British veterinary surgeon (1873-1952)

Roland Glave Saunders CBE MRVCS, (12 March 1873 — ) was a veterinary surgeon from Exeter, Devon, who was later elected as Sheriff of Exeter and then six-times Mayor of Exeter.

==Biography==
===Early life===
Glave Saunders was born in Fore Street, Exeter, to the founder of successful local drapery business, Saunders and Mumford.

Having completed school in Exeter, he became a pupil of local veterinary surgeon, Mr James Heath.

===Veterinary practice===
He graduated from the Royal Veterinary College in London in 1895, and then spent 2.5 years teaching at the Colonial College in Suffolk.

Glave Saunders then relocated to Penzance, where he also served as a veterinary inspector for the Ministry of Agriculture.

In 1908, he married Gladys Martin of Penzance.

He worked in Penzance until 1926, when he retired on grounds of ill health.

===Return to Exeter===
He returned to his hometown of Exeter, and became quickly involved in local politics, firstly as a Liberal councillor for the Exwick ward.

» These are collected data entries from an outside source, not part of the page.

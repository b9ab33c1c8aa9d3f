//! Box constraints passed down during layout.

#[derive(Debug, Clone, Copy, PartialEq, Default)]
pub struct Size {
    pub width: f32,
    pub height: f32,
}

impl Size {
    pub const fn new(width: f32, height: f32) -> Self {
        Self { width, height }
    }

    pub const fn zero() -> Self {
        Self::new(0.0, 0.0)
    }
}

#[derive(Debug, Clone, Copy, PartialEq)]
pub struct Constraints {
    pub min_width: f32,
    pub min_height: f32,
    pub max_width: f32,
    pub max_height: f32,
}

impl Constraints {
    pub fn new(min_width: f32, min_height: f32, max_width: f32, max_height: f32) -> Self {
        Self {
            min_width,
            min_height,
            max_width,
            max_height,
        }
    }

    pub fn tight(size: Size) -> Self {
        Self::new(size.width, size.height, size.width, size.height)
    }

    pub fn loose(size: Size) -> Self {
        Self::new(0.0, 0.0, size.width, size.height)
    }

    pub fn constrain(&self, size: Size) -> Size {
        Size {
            width: size.width.max(self.min_width).min(self.max_width),
            height: size.height.max(self.min_height).min(self.max_height),
        }
    }

    pub fn max_size(&self) -> Size {
        Size::new(self.max_width, self.max_height)
    }
}
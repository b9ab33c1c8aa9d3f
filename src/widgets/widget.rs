use std::time::Duration;

use crate::layout::{Constraints, Size};
use crate::renderer::PaintContext;

#[derive(Debug, Clone, Copy, PartialEq)]
pub struct Color {
    pub r: f32,
    pub g: f32,
    pub b: f32,
    pub a: f32,
}

impl Color {
    pub const fn rgb(r: f32, g: f32, b: f32) -> Self {
        Self { r, g, b, a: 1.0 }
    }

    pub const fn rgba(r: f32, g: f32, b: f32, a: f32) -> Self {
        Self { r, g, b, a }
    }

    pub const fn from_hex(hex: u32) -> Self {
        Self {
            r: ((hex >> 16) & 0xFF) as f32 / 255.0,
            g: ((hex >> 8) & 0xFF) as f32 / 255.0,
            b: (hex & 0xFF) as f32 / 255.0,
            a: 1.0,
        }
    }

    /// Scale the alpha channel, e.g. to fade a color by an animated opacity.
    pub fn with_opacity(self, opacity: f32) -> Self {
        Self {
            a: self.a * opacity.clamp(0.0, 1.0),
            ..self
        }
    }

    pub const WHITE: Color = Color::rgb(1.0, 1.0, 1.0);
    pub const BLACK: Color = Color::rgb(0.0, 0.0, 0.0);
    pub const GRAY: Color = Color::rgb(0.5, 0.5, 0.5);
    pub const TRANSPARENT: Color = Color::rgba(0.0, 0.0, 0.0, 0.0);
}

impl Default for Color {
    fn default() -> Self {
        Self::TRANSPARENT
    }
}

#[derive(Debug, Clone, Copy, PartialEq, Default)]
pub struct Rect {
    pub x: f32,
    pub y: f32,
    pub width: f32,
    pub height: f32,
}

impl Rect {
    pub fn new(x: f32, y: f32, width: f32, height: f32) -> Self {
        Self {
            x,
            y,
            width,
            height,
        }
    }

    pub fn from_size(size: Size) -> Self {
        Self::new(0.0, 0.0, size.width, size.height)
    }

    pub fn offset(&self, dx: f32, dy: f32) -> Self {
        Self {
            x: self.x + dx,
            y: self.y + dy,
            ..*self
        }
    }

    pub fn contains(&self, x: f32, y: f32) -> bool {
        x >= self.x && x < self.x + self.width && y >= self.y && y < self.y + self.height
    }
}

/// Pointer input, in screen coordinates.
///
/// Only a single pointer is tracked; multi-touch is folded onto it by the
/// platform before events reach widgets.
#[derive(Debug, Clone, Copy, PartialEq)]
pub enum Event {
    /// Pointer pressed (finger down)
    PointerDown { x: f32, y: f32 },
    /// Pointer moved
    PointerMove { x: f32, y: f32 },
    /// Pointer released (finger up)
    PointerUp { x: f32, y: f32 },
    /// The platform took the pointer away (left the surface, system gesture)
    PointerCancel,
}

#[derive(Debug, Clone, Copy, PartialEq, Eq)]
pub enum EventResponse {
    Ignored,
    Handled,
}

impl Event {
    /// Get the coordinates from this event, if any
    pub fn coords(&self) -> Option<(f32, f32)> {
        match self {
            Event::PointerDown { x, y } | Event::PointerMove { x, y } | Event::PointerUp { x, y } => {
                Some((*x, *y))
            }
            Event::PointerCancel => None,
        }
    }

    /// Create a new event with translated coordinates
    pub fn translated(&self, dx: f32, dy: f32) -> Self {
        match *self {
            Event::PointerDown { x, y } => Event::PointerDown { x: x + dx, y: y + dy },
            Event::PointerMove { x, y } => Event::PointerMove { x: x + dx, y: y + dy },
            Event::PointerUp { x, y } => Event::PointerUp { x: x + dx, y: y + dy },
            Event::PointerCancel => Event::PointerCancel,
        }
    }
}

/// A retained widget driven by the frame host.
///
/// `Send` so a widget tree can be built on the caller's thread and handed to
/// the animation thread.
pub trait Widget: Send {
    /// Advance animations by `dt`.
    /// Returns true if anything moved this frame or is still animating, i.e.
    /// the widget needs repainting. Called once per frame before layout.
    fn advance_animations(&mut self, dt: Duration) -> bool {
        let _ = dt;
        false
    }

    fn layout(&mut self, constraints: Constraints) -> Size;

    /// Paint in local coordinates; the parent has already translated `ctx`.
    fn paint(&self, ctx: &mut PaintContext);

    fn event(&mut self, event: &Event) -> EventResponse {
        let _ = event;
        EventResponse::Ignored
    }
}

impl Widget for Box<dyn Widget> {
    fn advance_animations(&mut self, dt: Duration) -> bool {
        (**self).advance_animations(dt)
    }
    fn layout(&mut self, constraints: Constraints) -> Size {
        (**self).layout(constraints)
    }
    fn paint(&self, ctx: &mut PaintContext) {
        (**self).paint(ctx)
    }
    fn event(&mut self, event: &Event) -> EventResponse {
        (**self).event(event)
    }
}
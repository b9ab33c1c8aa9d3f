//! Headless paint target.
//!
//! Widgets paint into a [`PaintContext`], which records a flat list of
//! [`DrawCommand`]s in screen coordinates. A platform backend rasterizes the
//! list; tests inspect it directly.

mod commands;

pub use commands::DrawCommand;

use crate::widgets::{Color, Rect};

#[derive(Debug, Default)]
pub struct PaintContext {
    commands: Vec<DrawCommand>,
    /// Translation stack for composing parent→child offsets
    translation_stack: Vec<(f32, f32)>,
}

impl PaintContext {
    pub fn new() -> Self {
        Self::default()
    }

    /// Create a new PaintContext with pre-allocated capacity to avoid per-frame allocations
    pub fn with_capacity(commands: usize) -> Self {
        Self {
            commands: Vec::with_capacity(commands),
            translation_stack: Vec::with_capacity(4),
        }
    }

    /// Clear all buffers for reuse, preserving allocated capacity
    pub fn clear(&mut self) {
        self.commands.clear();
        self.translation_stack.clear();
    }

    pub fn draw_rect(&mut self, rect: Rect, color: Color) {
        self.draw_rounded_rect(rect, color, 0.0);
    }

    pub fn draw_rounded_rect(&mut self, rect: Rect, color: Color, radius: f32) {
        let (dx, dy) = self.current_translation();
        self.commands
            .push(DrawCommand::rounded_rect(rect.offset(dx, dy), color, radius));
    }

    /// Push a translation, composed with the current one
    pub fn push_translation(&mut self, dx: f32, dy: f32) {
        let (x, y) = self.current_translation();
        self.translation_stack.push((x + dx, y + dy));
    }

    /// Pop a translation from the stack
    pub fn pop_translation(&mut self) {
        self.translation_stack.pop();
    }

    /// Get the current composed translation
    pub fn current_translation(&self) -> (f32, f32) {
        self.translation_stack.last().copied().unwrap_or((0.0, 0.0))
    }

    pub fn commands(&self) -> &[DrawCommand] {
        &self.commands
    }
}
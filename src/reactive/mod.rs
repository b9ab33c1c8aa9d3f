pub mod invalidation;
pub mod shared;

pub use invalidation::{request_frame, take_frame_request, ChangeFlags};
pub use shared::SharedValue;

In 1935, he was elected as Sheriff of Exeter, by which time he was already the acting-Chairman on the Public Assistance Committee, Chairman of the Maternity and Child Welfare Committee, and Deputy-Chairman of the City Mental Hospital Committee.

===Mayoralty===
Glave Saunders was elected as Mayor of Exeter in 1938, and due to the demands of the Second World War continued in that position, being re-elected five times, and serving six terms, being the first mayor to do so since William Hurst who last served in 1561.

In 1945, Glave Saunders was awarded the Commander of the Most Excellent Order of the British Empire (CBE) for his service.

===Death===
Glave Saunders died at his home in Exmouth on 10 December 1952, aged 79.